How do the lines below between the ones holding "filename src/state/mod.rs" and "pub trait StateStore: Send", inclusive, read? Give them again exactly, with no other lines.

##### Material provided

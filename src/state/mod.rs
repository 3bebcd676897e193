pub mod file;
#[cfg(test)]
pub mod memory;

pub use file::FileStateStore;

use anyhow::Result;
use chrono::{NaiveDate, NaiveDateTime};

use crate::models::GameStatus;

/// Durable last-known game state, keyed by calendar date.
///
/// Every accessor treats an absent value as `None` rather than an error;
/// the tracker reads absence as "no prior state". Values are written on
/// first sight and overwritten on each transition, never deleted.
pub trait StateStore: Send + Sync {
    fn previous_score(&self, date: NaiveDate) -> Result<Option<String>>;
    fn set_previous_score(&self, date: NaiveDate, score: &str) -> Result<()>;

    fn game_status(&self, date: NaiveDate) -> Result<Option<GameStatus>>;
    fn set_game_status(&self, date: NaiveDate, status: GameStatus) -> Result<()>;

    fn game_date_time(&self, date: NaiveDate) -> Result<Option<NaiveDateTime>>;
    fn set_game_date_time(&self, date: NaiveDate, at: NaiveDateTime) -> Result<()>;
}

##########
##### Material provided

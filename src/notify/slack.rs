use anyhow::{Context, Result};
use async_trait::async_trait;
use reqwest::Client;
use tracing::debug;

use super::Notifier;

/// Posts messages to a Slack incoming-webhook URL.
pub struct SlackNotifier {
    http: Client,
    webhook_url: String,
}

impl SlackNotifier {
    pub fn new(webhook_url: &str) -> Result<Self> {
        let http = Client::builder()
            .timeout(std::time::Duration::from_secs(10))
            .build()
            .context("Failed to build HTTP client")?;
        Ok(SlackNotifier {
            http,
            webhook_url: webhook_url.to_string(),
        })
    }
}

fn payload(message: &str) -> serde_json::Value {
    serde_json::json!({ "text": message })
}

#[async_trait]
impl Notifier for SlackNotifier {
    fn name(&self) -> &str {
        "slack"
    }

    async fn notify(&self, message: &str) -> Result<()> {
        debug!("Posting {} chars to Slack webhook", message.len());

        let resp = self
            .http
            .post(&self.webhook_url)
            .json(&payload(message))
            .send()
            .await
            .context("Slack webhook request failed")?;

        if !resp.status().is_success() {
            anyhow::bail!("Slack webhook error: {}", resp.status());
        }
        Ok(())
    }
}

##########
##### Material provided

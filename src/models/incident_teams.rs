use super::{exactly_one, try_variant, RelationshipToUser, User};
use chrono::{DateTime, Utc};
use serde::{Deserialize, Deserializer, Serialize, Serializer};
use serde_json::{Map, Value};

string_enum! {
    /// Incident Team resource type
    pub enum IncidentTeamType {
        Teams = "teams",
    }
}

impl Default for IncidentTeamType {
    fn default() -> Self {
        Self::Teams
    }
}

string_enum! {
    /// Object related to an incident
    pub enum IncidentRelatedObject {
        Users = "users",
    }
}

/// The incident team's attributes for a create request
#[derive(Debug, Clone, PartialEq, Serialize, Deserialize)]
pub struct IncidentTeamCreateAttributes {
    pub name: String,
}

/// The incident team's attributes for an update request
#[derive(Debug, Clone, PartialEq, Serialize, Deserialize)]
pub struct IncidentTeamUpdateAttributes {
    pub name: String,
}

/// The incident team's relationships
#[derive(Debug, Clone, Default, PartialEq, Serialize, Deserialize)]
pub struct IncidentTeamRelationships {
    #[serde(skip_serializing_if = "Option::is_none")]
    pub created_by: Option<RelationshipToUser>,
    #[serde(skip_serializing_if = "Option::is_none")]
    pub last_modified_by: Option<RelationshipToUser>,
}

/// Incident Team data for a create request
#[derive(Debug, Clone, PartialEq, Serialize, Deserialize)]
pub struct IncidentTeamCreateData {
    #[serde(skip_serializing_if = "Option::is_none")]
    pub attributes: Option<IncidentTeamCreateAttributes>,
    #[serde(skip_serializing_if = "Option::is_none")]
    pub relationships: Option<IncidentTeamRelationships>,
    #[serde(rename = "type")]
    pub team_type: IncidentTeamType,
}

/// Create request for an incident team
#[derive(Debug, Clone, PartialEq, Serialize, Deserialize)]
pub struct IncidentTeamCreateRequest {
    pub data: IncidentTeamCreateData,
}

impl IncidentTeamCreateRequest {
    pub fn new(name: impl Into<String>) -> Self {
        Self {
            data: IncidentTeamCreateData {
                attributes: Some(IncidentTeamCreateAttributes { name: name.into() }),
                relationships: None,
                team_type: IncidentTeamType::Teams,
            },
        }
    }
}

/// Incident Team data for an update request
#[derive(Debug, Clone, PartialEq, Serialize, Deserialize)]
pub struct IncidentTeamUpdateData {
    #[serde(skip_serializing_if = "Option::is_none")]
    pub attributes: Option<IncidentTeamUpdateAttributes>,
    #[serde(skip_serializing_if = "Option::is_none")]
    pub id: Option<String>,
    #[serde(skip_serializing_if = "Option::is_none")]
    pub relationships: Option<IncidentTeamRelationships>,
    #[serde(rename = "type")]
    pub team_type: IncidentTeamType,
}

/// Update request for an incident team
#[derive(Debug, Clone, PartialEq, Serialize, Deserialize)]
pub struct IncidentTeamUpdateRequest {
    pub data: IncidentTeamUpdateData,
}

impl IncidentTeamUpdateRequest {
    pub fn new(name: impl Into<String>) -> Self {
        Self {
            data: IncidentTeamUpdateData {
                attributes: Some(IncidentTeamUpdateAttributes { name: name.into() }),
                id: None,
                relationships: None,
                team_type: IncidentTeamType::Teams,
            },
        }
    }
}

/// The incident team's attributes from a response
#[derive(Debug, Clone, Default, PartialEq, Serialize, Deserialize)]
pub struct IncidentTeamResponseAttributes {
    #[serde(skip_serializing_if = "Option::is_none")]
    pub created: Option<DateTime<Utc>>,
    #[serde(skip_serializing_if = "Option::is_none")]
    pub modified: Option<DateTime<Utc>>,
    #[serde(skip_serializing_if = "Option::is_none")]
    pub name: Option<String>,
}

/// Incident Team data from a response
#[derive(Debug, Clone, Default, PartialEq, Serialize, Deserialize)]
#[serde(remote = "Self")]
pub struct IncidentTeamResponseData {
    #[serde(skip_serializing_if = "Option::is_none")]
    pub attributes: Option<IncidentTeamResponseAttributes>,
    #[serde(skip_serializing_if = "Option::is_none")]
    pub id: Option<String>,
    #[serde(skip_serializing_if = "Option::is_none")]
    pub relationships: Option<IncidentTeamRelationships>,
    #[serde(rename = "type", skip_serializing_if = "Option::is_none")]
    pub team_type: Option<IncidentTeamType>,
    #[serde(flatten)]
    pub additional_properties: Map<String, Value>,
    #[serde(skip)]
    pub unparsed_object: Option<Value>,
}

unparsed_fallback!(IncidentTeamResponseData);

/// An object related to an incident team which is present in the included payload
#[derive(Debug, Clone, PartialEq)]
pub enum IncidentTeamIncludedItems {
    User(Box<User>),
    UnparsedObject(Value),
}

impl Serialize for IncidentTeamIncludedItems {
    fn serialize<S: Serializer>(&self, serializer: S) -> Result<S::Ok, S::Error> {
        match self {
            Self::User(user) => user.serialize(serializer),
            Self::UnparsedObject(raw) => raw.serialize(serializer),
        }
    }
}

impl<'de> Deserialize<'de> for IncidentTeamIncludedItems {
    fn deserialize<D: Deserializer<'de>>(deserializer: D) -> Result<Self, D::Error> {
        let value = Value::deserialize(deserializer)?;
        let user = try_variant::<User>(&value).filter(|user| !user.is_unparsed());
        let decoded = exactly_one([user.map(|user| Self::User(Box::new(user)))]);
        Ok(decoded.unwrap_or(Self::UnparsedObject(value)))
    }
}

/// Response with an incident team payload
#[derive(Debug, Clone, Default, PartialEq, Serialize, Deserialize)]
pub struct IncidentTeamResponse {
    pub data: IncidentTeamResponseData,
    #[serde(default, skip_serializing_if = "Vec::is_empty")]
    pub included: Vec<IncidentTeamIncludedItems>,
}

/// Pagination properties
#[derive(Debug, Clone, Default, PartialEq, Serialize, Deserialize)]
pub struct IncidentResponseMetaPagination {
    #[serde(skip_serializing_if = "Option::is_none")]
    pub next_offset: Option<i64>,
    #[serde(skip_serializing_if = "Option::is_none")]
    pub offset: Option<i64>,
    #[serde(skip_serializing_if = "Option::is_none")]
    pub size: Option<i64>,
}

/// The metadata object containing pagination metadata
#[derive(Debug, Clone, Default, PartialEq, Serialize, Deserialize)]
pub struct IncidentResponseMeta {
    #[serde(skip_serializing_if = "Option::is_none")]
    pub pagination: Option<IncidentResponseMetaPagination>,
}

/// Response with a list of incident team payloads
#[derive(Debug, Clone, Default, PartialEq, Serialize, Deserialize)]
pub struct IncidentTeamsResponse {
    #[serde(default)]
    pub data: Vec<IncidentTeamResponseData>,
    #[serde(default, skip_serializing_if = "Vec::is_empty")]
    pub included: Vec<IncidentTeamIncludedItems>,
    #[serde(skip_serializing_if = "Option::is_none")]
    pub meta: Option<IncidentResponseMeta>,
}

##########

** Output of the task **
filename src/state/mod.rs
repository 3bebcd676897e193
pub mod file;
#[cfg(test)]
pub mod memory;

pub use file::FileStateStore;

use anyhow::Result;
use chrono::{NaiveDate, NaiveDateTime};

use crate::models::GameStatus;

/// Durable last-known game state, keyed by calendar date.
///
/// Every accessor treats an absent value as `None` rather than an error;
/// the tracker reads absence as "no prior state". Values are written on
/// first sight and overwritten on each transition, never deleted.
pub trait StateStore: Send + Sync {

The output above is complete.